Input data START

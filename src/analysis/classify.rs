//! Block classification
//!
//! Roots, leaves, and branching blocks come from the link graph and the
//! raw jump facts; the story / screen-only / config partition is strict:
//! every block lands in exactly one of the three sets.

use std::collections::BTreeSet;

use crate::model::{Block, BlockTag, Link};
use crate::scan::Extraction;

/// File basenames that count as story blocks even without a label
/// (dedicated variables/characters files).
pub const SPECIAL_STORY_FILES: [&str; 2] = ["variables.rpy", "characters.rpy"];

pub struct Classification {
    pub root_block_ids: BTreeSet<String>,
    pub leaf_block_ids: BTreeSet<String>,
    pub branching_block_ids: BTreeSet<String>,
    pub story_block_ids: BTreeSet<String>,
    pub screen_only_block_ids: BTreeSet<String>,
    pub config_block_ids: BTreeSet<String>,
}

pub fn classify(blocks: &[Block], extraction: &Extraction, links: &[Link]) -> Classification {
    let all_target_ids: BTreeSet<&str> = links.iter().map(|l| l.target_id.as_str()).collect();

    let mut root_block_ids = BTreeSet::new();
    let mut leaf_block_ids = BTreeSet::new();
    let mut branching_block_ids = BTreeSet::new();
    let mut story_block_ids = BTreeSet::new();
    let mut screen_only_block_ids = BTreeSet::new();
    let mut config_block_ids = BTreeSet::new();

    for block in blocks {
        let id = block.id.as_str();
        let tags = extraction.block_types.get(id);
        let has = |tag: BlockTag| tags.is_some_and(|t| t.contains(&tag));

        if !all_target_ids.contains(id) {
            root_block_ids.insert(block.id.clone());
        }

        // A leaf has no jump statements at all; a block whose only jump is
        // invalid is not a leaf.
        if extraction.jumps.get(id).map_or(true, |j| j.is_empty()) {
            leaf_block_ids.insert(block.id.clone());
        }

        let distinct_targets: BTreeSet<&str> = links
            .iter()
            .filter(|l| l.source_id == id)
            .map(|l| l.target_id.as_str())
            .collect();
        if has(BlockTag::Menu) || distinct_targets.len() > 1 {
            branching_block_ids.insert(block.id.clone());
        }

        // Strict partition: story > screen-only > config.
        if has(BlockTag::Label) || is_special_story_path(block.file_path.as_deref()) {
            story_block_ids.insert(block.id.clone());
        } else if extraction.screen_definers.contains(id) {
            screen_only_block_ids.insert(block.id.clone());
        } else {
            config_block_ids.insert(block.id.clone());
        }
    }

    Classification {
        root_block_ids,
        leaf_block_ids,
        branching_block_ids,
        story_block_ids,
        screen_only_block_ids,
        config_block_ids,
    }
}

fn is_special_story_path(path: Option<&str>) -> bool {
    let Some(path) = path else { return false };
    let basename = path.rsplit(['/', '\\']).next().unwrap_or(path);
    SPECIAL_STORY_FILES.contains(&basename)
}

Input data END
Input data START

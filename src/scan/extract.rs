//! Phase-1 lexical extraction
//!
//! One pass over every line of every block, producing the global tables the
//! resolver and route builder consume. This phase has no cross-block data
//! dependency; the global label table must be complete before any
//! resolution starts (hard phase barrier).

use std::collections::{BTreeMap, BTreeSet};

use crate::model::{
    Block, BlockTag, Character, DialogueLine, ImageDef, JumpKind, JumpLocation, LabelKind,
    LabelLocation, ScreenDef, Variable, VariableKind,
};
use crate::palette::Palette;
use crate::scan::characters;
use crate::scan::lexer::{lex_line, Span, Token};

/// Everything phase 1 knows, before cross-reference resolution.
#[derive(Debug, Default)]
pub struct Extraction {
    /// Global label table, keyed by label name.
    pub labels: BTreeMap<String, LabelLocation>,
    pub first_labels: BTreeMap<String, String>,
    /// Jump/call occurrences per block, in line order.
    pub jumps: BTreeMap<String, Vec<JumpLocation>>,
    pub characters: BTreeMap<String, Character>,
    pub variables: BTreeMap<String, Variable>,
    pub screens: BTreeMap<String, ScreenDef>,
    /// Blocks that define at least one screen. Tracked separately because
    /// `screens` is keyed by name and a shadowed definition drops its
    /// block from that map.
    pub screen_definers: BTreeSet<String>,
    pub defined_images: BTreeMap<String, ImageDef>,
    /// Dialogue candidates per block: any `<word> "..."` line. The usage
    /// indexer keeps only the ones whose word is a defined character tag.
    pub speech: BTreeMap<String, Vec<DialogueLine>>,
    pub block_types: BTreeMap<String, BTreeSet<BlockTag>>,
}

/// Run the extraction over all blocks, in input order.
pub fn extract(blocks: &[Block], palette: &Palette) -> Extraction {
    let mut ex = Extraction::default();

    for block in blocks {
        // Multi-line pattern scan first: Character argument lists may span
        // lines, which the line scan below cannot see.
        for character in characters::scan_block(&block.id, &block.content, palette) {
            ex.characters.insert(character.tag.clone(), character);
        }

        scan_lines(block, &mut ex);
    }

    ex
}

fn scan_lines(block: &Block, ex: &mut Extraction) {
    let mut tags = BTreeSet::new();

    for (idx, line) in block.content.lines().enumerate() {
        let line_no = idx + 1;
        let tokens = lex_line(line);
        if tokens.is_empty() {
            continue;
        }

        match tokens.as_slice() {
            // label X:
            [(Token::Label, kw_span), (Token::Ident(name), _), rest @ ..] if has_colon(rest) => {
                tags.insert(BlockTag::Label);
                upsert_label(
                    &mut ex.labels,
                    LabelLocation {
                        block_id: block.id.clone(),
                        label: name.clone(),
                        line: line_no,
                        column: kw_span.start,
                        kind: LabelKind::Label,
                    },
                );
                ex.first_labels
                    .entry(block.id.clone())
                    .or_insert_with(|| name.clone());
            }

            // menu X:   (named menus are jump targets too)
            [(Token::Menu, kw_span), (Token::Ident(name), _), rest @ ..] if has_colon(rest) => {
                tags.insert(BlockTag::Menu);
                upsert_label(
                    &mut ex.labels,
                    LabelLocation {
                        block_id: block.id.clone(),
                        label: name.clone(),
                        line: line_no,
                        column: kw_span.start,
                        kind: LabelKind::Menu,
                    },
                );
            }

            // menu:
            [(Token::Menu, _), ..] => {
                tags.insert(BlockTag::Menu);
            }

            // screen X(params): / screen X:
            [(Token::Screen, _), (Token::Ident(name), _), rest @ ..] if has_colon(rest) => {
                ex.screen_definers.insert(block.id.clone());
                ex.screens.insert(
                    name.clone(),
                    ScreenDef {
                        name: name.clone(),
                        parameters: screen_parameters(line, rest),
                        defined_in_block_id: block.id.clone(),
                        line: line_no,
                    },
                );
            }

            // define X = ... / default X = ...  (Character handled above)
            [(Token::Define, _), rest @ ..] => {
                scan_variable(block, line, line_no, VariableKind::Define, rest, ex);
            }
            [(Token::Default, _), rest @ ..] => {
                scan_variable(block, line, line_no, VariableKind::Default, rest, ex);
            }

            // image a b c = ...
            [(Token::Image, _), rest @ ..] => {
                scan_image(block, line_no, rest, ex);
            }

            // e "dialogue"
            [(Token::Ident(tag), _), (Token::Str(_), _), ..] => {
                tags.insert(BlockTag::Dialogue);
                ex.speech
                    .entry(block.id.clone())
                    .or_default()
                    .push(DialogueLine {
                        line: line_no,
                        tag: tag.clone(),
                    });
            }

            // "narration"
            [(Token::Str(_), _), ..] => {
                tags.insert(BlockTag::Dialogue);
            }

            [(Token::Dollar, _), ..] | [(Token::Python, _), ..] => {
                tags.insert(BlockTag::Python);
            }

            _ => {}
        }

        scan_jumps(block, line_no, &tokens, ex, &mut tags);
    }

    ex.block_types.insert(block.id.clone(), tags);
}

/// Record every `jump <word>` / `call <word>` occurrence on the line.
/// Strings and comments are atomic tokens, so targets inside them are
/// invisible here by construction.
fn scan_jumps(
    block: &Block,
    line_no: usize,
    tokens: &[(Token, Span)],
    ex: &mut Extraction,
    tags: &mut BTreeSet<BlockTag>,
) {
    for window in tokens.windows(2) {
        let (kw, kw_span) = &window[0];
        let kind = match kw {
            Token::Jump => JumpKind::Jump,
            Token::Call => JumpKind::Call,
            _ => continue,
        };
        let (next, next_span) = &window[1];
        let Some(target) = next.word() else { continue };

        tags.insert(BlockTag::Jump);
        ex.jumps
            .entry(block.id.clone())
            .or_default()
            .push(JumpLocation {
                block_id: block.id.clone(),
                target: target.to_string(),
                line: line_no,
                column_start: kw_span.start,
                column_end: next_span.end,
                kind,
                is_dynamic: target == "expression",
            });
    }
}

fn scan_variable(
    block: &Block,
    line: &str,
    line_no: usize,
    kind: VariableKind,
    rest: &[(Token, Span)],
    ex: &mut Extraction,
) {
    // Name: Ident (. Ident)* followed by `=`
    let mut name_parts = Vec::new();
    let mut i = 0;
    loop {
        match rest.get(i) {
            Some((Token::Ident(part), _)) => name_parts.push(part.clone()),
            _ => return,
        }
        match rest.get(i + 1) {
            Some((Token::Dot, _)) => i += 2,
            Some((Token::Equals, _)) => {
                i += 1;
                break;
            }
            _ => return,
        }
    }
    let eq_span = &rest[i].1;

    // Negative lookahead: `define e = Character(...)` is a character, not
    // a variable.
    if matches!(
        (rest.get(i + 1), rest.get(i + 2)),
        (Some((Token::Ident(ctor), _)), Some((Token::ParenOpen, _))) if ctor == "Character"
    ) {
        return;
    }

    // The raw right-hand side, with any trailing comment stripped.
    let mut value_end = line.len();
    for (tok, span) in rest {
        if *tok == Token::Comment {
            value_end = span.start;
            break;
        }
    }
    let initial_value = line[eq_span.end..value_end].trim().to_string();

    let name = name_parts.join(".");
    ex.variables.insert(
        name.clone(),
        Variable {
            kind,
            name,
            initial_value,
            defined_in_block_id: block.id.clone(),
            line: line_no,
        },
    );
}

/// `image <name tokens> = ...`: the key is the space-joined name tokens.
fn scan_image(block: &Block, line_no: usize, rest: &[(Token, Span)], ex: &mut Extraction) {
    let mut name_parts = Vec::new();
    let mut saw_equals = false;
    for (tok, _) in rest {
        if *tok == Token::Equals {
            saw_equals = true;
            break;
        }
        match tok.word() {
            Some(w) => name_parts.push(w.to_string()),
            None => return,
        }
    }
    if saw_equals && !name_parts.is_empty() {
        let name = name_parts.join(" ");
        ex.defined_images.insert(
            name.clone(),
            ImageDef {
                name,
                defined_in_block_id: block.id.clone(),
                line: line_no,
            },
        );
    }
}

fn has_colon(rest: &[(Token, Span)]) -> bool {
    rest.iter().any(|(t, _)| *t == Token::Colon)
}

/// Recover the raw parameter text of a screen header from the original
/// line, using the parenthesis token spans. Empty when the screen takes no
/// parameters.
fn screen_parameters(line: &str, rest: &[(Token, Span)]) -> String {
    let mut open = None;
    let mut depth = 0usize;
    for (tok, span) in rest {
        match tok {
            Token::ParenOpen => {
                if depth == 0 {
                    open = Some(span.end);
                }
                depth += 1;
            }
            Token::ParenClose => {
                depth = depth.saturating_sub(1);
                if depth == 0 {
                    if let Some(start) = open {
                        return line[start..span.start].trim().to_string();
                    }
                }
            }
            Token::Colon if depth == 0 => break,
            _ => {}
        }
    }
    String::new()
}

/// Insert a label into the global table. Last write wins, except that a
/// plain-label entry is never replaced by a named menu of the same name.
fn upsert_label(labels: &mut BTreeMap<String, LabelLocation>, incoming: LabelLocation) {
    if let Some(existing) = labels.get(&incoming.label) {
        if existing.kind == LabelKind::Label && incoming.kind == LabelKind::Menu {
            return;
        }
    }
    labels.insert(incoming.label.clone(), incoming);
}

Input data END

= Problem to work on =
Please say how many lines of the records contain the word "screens", giving the number by itself.

= Task output =
3